*** Opening of The input ***

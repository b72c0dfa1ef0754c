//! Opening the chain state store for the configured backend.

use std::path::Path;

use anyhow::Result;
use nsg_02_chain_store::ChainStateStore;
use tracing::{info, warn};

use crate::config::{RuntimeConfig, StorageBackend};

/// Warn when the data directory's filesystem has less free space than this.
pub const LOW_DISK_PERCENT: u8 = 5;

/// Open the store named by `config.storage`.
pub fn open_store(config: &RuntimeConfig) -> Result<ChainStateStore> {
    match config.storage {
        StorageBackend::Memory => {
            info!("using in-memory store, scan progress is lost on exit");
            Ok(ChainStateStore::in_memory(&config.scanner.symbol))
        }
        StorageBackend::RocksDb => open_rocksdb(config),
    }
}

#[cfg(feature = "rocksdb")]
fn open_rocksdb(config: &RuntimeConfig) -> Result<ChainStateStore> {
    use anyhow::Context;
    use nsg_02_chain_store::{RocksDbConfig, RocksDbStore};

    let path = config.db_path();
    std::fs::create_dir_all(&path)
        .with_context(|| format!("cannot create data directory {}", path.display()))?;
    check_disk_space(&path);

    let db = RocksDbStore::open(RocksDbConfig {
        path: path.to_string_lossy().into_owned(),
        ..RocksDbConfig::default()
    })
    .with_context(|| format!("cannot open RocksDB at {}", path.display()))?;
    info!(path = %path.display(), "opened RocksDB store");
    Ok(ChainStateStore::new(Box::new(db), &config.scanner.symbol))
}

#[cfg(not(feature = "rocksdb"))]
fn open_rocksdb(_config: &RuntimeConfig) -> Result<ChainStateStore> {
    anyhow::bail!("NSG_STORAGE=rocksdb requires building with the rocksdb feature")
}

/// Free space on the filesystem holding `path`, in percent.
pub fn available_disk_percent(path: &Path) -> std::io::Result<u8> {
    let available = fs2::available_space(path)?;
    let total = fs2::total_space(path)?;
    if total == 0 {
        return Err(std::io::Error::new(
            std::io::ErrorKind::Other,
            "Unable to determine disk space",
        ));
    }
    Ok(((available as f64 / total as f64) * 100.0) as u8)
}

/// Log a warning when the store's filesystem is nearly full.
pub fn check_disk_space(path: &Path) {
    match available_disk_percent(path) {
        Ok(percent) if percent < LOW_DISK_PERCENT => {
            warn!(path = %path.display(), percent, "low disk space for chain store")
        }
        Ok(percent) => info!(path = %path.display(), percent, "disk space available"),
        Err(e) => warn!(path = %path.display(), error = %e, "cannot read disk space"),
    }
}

*** Close of The input ***
*** Opening of The input ***

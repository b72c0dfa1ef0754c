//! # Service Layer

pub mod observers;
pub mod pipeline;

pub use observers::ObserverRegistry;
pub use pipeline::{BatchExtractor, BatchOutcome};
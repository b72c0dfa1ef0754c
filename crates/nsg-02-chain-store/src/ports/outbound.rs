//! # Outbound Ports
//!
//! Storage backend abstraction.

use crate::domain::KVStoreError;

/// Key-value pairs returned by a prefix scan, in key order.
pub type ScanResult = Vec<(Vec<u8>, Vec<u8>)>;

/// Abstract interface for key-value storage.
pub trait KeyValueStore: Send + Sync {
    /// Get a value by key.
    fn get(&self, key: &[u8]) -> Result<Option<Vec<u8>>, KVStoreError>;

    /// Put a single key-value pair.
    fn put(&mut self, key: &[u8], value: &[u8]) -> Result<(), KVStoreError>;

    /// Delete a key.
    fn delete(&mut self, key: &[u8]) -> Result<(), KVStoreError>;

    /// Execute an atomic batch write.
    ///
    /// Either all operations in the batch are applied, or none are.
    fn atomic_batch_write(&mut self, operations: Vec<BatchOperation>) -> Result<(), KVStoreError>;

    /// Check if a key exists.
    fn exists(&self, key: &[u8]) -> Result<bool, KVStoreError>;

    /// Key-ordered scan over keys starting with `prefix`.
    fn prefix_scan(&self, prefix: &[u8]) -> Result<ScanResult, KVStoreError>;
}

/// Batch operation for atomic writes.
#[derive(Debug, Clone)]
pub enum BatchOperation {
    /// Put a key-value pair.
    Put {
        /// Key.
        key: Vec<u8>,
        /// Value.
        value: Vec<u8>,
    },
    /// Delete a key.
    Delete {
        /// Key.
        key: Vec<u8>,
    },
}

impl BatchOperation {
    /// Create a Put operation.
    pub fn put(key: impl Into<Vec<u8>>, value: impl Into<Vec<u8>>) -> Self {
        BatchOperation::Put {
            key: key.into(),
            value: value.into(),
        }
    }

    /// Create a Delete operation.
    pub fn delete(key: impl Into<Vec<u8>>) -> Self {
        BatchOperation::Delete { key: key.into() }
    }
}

*** Close of The input ***

**Action item**
Go to the line in the material above that contains "to determine disk" and copy exactly from there through the line that contains "Ok(percent) if percent", stopping after it.

**Answer space**
            "Unable to determine disk space",
        ));
    }
    Ok(((available as f64 / total as f64) * 100.0) as u8)
}

/// Log a warning when the store's filesystem is nearly full.
pub fn check_disk_space(path: &Path) {
    match available_disk_percent(path) {
        Ok(percent) if percent < LOW_DISK_PERCENT => {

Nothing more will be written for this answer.